= GOAL OF THE EXERCISE =
Tally the lines below that include "VendorNative" and give only the total.

= RECORDS FOR THE TASK =
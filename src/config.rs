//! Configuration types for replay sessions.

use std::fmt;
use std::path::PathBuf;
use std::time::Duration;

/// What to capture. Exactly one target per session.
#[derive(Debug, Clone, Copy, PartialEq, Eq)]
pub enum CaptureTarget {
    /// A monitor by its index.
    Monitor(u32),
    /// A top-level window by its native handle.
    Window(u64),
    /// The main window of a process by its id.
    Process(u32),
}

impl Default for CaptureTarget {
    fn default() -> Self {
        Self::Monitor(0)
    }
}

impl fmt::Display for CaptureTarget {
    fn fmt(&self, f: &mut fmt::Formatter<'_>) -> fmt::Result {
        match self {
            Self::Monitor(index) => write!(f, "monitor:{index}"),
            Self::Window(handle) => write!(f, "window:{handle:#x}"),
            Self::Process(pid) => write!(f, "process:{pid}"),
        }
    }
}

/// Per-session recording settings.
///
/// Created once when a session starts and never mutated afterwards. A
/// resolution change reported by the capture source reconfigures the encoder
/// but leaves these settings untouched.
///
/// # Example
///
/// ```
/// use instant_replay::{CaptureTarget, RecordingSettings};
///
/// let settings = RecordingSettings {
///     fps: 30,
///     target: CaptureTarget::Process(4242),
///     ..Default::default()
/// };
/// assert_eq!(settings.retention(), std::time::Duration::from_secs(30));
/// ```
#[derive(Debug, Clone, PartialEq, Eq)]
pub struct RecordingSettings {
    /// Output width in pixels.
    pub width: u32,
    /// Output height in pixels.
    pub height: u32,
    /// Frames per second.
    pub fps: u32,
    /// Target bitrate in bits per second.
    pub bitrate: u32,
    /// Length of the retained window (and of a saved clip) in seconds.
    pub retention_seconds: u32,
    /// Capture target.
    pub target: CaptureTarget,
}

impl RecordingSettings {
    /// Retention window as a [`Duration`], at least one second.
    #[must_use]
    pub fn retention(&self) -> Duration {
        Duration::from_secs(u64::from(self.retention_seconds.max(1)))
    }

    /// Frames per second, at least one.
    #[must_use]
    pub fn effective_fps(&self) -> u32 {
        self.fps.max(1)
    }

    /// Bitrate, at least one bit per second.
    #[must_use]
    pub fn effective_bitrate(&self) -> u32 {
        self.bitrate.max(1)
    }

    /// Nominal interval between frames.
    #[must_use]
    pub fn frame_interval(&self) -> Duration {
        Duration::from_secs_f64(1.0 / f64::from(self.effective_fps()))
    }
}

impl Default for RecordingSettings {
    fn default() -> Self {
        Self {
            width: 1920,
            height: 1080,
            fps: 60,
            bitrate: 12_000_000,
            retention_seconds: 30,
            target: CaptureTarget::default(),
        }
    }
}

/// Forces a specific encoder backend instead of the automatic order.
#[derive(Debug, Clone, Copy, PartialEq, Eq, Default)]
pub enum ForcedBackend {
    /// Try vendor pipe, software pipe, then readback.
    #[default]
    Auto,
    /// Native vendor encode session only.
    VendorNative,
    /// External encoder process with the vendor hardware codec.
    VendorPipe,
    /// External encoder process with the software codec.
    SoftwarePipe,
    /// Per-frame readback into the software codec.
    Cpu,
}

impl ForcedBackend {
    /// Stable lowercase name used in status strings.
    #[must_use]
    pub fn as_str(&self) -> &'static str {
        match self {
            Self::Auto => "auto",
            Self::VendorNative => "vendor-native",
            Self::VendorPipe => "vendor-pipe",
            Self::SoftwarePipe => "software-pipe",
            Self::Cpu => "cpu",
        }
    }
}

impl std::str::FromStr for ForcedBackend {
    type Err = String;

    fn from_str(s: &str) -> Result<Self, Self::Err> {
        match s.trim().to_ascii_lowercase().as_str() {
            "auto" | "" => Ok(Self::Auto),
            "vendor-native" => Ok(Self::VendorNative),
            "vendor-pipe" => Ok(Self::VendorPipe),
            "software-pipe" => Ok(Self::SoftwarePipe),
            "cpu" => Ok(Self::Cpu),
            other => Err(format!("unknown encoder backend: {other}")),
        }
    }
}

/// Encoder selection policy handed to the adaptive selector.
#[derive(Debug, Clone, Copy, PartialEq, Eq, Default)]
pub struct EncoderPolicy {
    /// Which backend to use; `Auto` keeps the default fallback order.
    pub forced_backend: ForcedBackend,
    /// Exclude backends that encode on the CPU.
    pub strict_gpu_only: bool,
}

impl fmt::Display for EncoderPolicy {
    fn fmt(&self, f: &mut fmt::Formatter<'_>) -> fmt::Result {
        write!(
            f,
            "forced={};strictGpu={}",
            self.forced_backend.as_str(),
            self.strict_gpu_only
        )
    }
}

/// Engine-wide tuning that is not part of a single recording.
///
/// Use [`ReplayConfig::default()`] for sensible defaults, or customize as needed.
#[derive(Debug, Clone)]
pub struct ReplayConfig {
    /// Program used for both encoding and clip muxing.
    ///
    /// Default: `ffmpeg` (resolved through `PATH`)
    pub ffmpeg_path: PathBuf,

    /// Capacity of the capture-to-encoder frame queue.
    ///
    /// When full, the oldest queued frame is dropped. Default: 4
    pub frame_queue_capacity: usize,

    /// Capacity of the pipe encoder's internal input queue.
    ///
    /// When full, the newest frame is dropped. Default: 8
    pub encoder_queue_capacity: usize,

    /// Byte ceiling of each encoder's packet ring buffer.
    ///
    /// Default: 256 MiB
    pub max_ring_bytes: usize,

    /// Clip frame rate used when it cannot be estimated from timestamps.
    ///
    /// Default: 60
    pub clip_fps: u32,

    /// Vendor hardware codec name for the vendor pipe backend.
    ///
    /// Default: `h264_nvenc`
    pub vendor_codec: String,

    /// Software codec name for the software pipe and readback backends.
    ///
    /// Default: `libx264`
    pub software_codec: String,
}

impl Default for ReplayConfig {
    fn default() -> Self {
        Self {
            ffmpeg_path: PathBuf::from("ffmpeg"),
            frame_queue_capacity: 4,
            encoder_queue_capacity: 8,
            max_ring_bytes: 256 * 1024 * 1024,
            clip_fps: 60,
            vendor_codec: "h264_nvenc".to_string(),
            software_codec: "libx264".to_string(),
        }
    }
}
...
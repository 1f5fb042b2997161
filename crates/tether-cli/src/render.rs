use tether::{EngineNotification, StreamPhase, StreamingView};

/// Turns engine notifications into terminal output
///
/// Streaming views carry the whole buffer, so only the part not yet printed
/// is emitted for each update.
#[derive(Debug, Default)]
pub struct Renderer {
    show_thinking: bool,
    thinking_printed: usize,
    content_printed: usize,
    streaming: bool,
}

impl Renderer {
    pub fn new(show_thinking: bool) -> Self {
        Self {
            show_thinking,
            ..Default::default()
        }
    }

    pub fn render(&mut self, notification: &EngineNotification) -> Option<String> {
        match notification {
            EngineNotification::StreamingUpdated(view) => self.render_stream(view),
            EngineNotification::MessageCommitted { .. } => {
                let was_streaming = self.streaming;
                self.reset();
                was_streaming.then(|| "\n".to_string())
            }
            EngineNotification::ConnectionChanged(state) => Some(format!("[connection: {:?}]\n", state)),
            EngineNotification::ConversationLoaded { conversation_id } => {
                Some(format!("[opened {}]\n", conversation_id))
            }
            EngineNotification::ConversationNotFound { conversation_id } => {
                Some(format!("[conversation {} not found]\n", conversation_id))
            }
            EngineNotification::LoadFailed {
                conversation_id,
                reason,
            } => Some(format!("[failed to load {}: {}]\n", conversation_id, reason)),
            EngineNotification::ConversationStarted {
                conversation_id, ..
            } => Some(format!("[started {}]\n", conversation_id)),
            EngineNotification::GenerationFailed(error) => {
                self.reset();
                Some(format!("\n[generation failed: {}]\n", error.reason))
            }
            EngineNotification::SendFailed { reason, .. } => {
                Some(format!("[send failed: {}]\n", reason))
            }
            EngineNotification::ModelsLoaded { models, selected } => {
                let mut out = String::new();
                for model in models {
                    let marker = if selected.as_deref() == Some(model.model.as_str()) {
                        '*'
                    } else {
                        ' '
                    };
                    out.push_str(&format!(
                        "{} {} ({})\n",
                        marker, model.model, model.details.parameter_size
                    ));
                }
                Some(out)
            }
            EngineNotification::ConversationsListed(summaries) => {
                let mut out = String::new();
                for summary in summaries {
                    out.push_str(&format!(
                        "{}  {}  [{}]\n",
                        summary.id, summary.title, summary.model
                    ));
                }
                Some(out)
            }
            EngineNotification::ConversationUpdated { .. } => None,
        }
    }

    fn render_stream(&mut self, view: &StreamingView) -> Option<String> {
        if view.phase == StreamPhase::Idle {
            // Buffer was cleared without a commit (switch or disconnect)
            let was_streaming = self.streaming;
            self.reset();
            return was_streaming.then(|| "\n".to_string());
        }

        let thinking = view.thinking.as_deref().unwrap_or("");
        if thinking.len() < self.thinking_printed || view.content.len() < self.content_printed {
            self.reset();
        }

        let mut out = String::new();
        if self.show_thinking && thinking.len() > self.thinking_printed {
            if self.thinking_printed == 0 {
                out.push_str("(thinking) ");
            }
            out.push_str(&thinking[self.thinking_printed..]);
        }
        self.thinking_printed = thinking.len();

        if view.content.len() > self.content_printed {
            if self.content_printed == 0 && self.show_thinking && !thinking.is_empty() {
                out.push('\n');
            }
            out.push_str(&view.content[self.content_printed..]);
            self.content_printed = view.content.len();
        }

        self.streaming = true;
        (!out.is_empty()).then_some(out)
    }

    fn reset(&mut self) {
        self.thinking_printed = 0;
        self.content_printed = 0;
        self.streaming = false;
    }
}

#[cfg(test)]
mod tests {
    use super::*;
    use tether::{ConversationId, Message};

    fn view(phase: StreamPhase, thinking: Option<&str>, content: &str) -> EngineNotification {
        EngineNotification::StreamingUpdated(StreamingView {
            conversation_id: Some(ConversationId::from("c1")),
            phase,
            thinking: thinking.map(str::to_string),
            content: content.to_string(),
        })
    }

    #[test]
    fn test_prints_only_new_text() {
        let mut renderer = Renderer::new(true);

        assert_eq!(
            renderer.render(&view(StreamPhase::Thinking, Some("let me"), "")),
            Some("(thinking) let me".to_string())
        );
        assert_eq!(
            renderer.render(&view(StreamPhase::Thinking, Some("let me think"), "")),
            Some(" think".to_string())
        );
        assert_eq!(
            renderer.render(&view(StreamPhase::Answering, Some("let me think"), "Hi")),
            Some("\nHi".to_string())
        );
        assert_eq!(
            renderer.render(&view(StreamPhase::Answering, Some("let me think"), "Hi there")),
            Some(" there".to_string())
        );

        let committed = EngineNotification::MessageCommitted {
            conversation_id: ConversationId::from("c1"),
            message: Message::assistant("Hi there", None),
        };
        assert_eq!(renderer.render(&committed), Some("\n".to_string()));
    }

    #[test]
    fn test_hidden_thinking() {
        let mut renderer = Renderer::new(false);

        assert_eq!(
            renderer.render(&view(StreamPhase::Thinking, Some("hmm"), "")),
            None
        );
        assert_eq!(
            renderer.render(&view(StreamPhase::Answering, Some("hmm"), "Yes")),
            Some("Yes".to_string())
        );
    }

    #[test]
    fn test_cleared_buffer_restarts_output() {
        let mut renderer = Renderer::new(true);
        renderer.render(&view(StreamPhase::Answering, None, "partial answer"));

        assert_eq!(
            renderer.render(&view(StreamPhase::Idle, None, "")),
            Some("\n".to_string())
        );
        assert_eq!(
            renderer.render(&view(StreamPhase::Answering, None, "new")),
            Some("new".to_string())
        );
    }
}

= EXERCISE RESULT =
3